▶ **Action item**
Go to the line holding "impl Replicator for" in the entries below and write out exactly every line down to and including the line holding "ReplicationConfig::default()".

▶ **Data for processing**
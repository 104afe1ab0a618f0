//! Id audit: reconcile the remote id space with the local one.

use async_trait::async_trait;
use std::collections::HashSet;
use std::sync::Arc;
use tokio_util::sync::CancellationToken;
use tracing::{debug, info, warn};

use wcpos_common::{Error, RemoteId, ReplicationIdentifier, Result};
use wcpos_remote::RemoteResourceClient;
use wcpos_store::LocalCollection;

use crate::checkpoint::RunOutcome;
use crate::config::ReplicationConfig;
use crate::retry::RetryExecutor;
use crate::task::{Replicator, TaskTrigger};

/// Finds documents created or deleted remotely.
///
/// Each pass lists every remote id. Ids unknown locally are marked unsynced
/// for the sync task to pull; local ids the backend no longer lists are
/// hard-deleted. A failed listing changes nothing.
pub struct IdAuditReplicator {
    identifier: ReplicationIdentifier,
    collection: Arc<dyn LocalCollection>,
    remote: Arc<dyn RemoteResourceClient>,
    retry: RetryExecutor,
    follow_up: Option<TaskTrigger>,
}

impl IdAuditReplicator {
    /// Create an audit replicator comparing `collection` with `remote`.
    pub fn new(
        collection: Arc<dyn LocalCollection>,
        remote: Arc<dyn RemoteResourceClient>,
        config: &ReplicationConfig,
    ) -> Self {
        Self {
            identifier: ReplicationIdentifier::audit(collection.name()),
            collection,
            remote,
            retry: RetryExecutor::new(config.request_retry()),
            follow_up: None,
        }
    }

    /// Trigger `sync` whenever a pass discovers new ids.
    pub fn with_follow_up(mut self, sync: TaskTrigger) -> Self {
        self.follow_up = Some(sync);
        self
    }

    /// Run one audit pass.
    ///
    /// Stale documents are deleted before new ids are marked. Each step is
    /// valid on its own, so a failure after the deletion leaves a consistent
    /// replica and the next pass marks whatever is still missing.
    pub async fn audit(&self, cancel: &CancellationToken) -> Result<RunOutcome> {
        let resource = self.collection.name().as_str();

        let remote_ids = match self
            .retry
            .execute(cancel, || self.remote.all_ids(resource))
            .await
        {
            Err(Error::Cancelled(_)) => return Ok(RunOutcome::Discarded),
            result => result?,
        };
        if cancel.is_cancelled() {
            return Ok(RunOutcome::Discarded);
        }

        let synced = self.collection.synced_ids().await?;
        let unsynced = self.collection.unsynced_ids().await?;

        let remote: HashSet<&RemoteId> = remote_ids.iter().collect();
        let local: HashSet<&RemoteId> = synced.iter().chain(unsynced.iter()).collect();

        let mut seen = HashSet::new();
        let discovered: Vec<RemoteId> = remote_ids
            .iter()
            .filter(|id| !local.contains(id) && seen.insert(*id))
            .cloned()
            .collect();
        let stale: Vec<RemoteId> = local
            .iter()
            .filter(|id| !remote.contains(*id))
            .map(|id| (*id).clone())
            .collect();

        debug!(
            replication = %self.identifier,
            remote = remote.len(),
            local = local.len(),
            discovered = discovered.len(),
            stale = stale.len(),
            "Audit diff computed"
        );

        let mut removed = 0;
        if !stale.is_empty() {
            if cancel.is_cancelled() {
                return Ok(RunOutcome::Discarded);
            }
            removed = self.collection.bulk_remove(&stale).await?;
            info!(replication = %self.identifier, "Removed {} documents deleted remotely", removed);
        }

        if !discovered.is_empty() {
            if cancel.is_cancelled() {
                return Ok(RunOutcome::Discarded);
            }
            let added = match self.collection.add_unsynced(&discovered).await {
                Ok(added) => added,
                Err(e) => {
                    warn!(
                        replication = %self.identifier,
                        removed,
                        "Failed to mark {} new ids after removals: {}",
                        discovered.len(),
                        e
                    );
                    return Err(e);
                }
            };
            info!(replication = %self.identifier, "Discovered {} new remote ids", added);

            if let Some(sync) = &self.follow_up {
                if !sync.run() {
                    debug!(replication = %self.identifier, "Sync task is gone; not triggering");
                }
            }
        }

        Ok(RunOutcome::Audited {
            remote: remote.len(),
            discovered: discovered.len(),
            removed,
        })
    }
}

#[async_trait]
impl Replicator for IdAuditReplicator {
    fn identifier(&self) -> &ReplicationIdentifier {
        &self.identifier
    }

    fn collection(&self) -> &Arc<dyn LocalCollection> {
        &self.collection
    }

    async fn run_once(&self, cancel: &CancellationToken) -> Result<RunOutcome> {
        self.audit(cancel).await
    }
}

#[cfg(test)]
mod tests {
    use super::*;
    use serde_json::json;
    use wcpos_common::CollectionName;
    use wcpos_remote::{MemoryRemote, RequestKind};
    use wcpos_store::{parse_rest_document, BulkUpsertReport, LocalDocument, MemoryCollection};
    use crate::config::MIN_RETRY_DELAY;

    fn config() -> ReplicationConfig {
        ReplicationConfig::default()
            .with_retry_delay(MIN_RETRY_DELAY)
            .with_jitter(false)
    }

    fn setup() -> (Arc<MemoryCollection>, Arc<MemoryRemote>, IdAuditReplicator) {
        let collection = Arc::new(MemoryCollection::new(CollectionName::new("customers").unwrap()));
        let remote = Arc::new(MemoryRemote::new());
        let audit = IdAuditReplicator::new(collection.clone(), remote.clone(), &config());
        (collection, remote, audit)
    }

    /// Delegates to a memory collection but refuses new unsynced markers.
    struct MarkerFailure(MemoryCollection);

    #[async_trait]
    impl LocalCollection for MarkerFailure {
        fn name(&self) -> &CollectionName {
            self.0.name()
        }
        async fn synced_ids(&self) -> Result<Vec<RemoteId>> {
            self.0.synced_ids().await
        }
        async fn unsynced_ids(&self) -> Result<Vec<RemoteId>> {
            self.0.unsynced_ids().await
        }
        async fn add_unsynced(&self, _ids: &[RemoteId]) -> Result<usize> {
            Err(Error::InvalidInput("marker index is read-only".to_string()))
        }
        async fn remove_unsynced(&self, ids: &[RemoteId]) -> Result<usize> {
            self.0.remove_unsynced(ids).await
        }
        fn parse_rest_response(&self, raw: serde_json::Value) -> Result<LocalDocument> {
            self.0.parse_rest_response(raw)
        }
        async fn bulk_upsert(&self, documents: Vec<LocalDocument>) -> Result<BulkUpsertReport> {
            self.0.bulk_upsert(documents).await
        }
        async fn insert(&self, document: LocalDocument) -> Result<()> {
            self.0.insert(document).await
        }
        async fn get(&self, id: &RemoteId) -> Result<Option<LocalDocument>> {
            self.0.get(id).await
        }
        async fn remove(&self, id: &RemoteId) -> Result<bool> {
            self.0.remove(id).await
        }
        async fn get_local(&self, key: &str) -> Result<Option<serde_json::Value>> {
            self.0.get_local(key).await
        }
        async fn set_local(&self, key: &str, value: serde_json::Value) -> Result<()> {
            self.0.set_local(key, value).await
        }
    }

    async fn add_local(collection: &MemoryCollection, id: u64) {
        collection
            .insert(parse_rest_document(json!({ "id": id })).unwrap())
            .await
            .unwrap();
    }

    #[tokio::test]
    async fn test_discovers_new_remote_ids() {
        let (collection, remote, audit) = setup();
        remote.seed("customers", 1, 5);
        add_local(&collection, 1).await;
        add_local(&collection, 2).await;

        let outcome = audit.audit(&CancellationToken::new()).await.unwrap();
        assert_eq!(
            outcome,
            RunOutcome::Audited {
                remote: 5,
                discovered: 3,
                removed: 0
            }
        );
        assert_eq!(
            collection.unsynced_ids().await.unwrap(),
            vec![RemoteId::from(3), RemoteId::from(4), RemoteId::from(5)]
        );
    }

    #[tokio::test]
    async fn test_removes_ids_deleted_remotely() {
        let (collection, remote, audit) = setup();
        remote.seed("customers", 1, 2);
        add_local(&collection, 1).await;
        add_local(&collection, 2).await;
        add_local(&collection, 7).await;
        collection.add_unsynced(&[RemoteId::from(9)]).await.unwrap();

        let outcome = audit.audit(&CancellationToken::new()).await.unwrap();
        assert_eq!(
            outcome,
            RunOutcome::Audited {
                remote: 2,
                discovered: 0,
                removed: 2
            }
        );
        assert!(collection.get(&RemoteId::from(7)).await.unwrap().is_none());
        assert!(collection.unsynced_ids().await.unwrap().is_empty());
        assert_eq!(collection.synced_ids().await.unwrap().len(), 2);
    }

    #[tokio::test]
    async fn test_failed_listing_changes_nothing() {
        let (collection, remote, audit) = setup();
        remote.seed("customers", 1, 3);
        add_local(&collection, 42).await;
        remote.set_offline(true);

        assert!(audit.audit(&CancellationToken::new()).await.is_err());
        assert_eq!(collection.synced_ids().await.unwrap(), vec![RemoteId::from(42)]);
        assert!(collection.unsynced_ids().await.unwrap().is_empty());
        // Initial attempt plus the configured retries.
        assert_eq!(remote.request_count(RequestKind::AllIds), 3);
    }

    #[tokio::test]
    async fn test_transient_failure_retried_within_run() {
        let (collection, remote, audit) = setup();
        remote.seed("customers", 1, 2);
        remote.fail_next(1);

        audit.audit(&CancellationToken::new()).await.unwrap();
        assert_eq!(collection.unsynced_ids().await.unwrap().len(), 2);
        assert_eq!(remote.request_count(RequestKind::AllIds), 2);
    }

    #[tokio::test]
    async fn test_cancelled_before_start_issues_no_request() {
        let (collection, remote, audit) = setup();
        remote.seed("customers", 1, 3);
        let cancel = CancellationToken::new();
        cancel.cancel();

        assert_eq!(audit.audit(&cancel).await.unwrap(), RunOutcome::Discarded);
        assert!(remote.requests().is_empty());
        assert!(collection.unsynced_ids().await.unwrap().is_empty());
    }

    #[tokio::test]
    async fn test_cancel_during_listing_discards_result() {
        let (collection, remote, audit) = setup();
        remote.seed("customers", 1, 3);
        add_local(&collection, 99).await;
        let gate = remote.hold_requests();
        let cancel = CancellationToken::new();

        let audit = Arc::new(audit);
        let running = {
            let audit = audit.clone();
            let cancel = cancel.clone();
            tokio::spawn(async move { audit.audit(&cancel).await })
        };

        gate.entered().await;
        cancel.cancel();
        gate.release(1);

        assert_eq!(running.await.unwrap().unwrap(), RunOutcome::Discarded);
        assert_eq!(collection.synced_ids().await.unwrap(), vec![RemoteId::from(99)]);
        assert!(collection.unsynced_ids().await.unwrap().is_empty());
    }

    #[tokio::test]
    async fn test_second_pass_is_noop() {
        let (collection, remote, audit) = setup();
        remote.seed("customers", 1, 4);

        audit.audit(&CancellationToken::new()).await.unwrap();
        let outcome = audit.audit(&CancellationToken::new()).await.unwrap();
        assert!(!outcome.mutated());
        assert_eq!(collection.unsynced_ids().await.unwrap().len(), 4);
    }

    #[tokio::test]
    async fn test_marking_failure_after_removal_is_reported() {
        let inner = MemoryCollection::new(CollectionName::new("customers").unwrap());
        add_local(&inner, 1).await;
        add_local(&inner, 8).await;
        let collection = Arc::new(MarkerFailure(inner));
        let remote = Arc::new(MemoryRemote::new());
        remote.seed("customers", 1, 3);
        let audit = IdAuditReplicator::new(collection.clone(), remote, &config());

        let result = audit.audit(&CancellationToken::new()).await;
        assert!(matches!(result, Err(Error::InvalidInput(_))));

        // The removal stands; only the stale id is gone.
        assert_eq!(collection.synced_ids().await.unwrap(), vec![RemoteId::from(1)]);
        assert!(collection.unsynced_ids().await.unwrap().is_empty());
    }
}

▶ **Reply**
impl Replicator for IdAuditReplicator {
    fn identifier(&self) -> &ReplicationIdentifier {
        &self.identifier
    }

    fn collection(&self) -> &Arc<dyn LocalCollection> {
        &self.collection
    }

    async fn run_once(&self, cancel: &CancellationToken) -> Result<RunOutcome> {
        self.audit(cancel).await
    }
}

#[cfg(test)]
mod tests {
    use super::*;
    use serde_json::json;
    use wcpos_common::CollectionName;
    use wcpos_remote::{MemoryRemote, RequestKind};
    use wcpos_store::{parse_rest_document, BulkUpsertReport, LocalDocument, MemoryCollection};
    use crate::config::MIN_RETRY_DELAY;

    fn config() -> ReplicationConfig {
        ReplicationConfig::default()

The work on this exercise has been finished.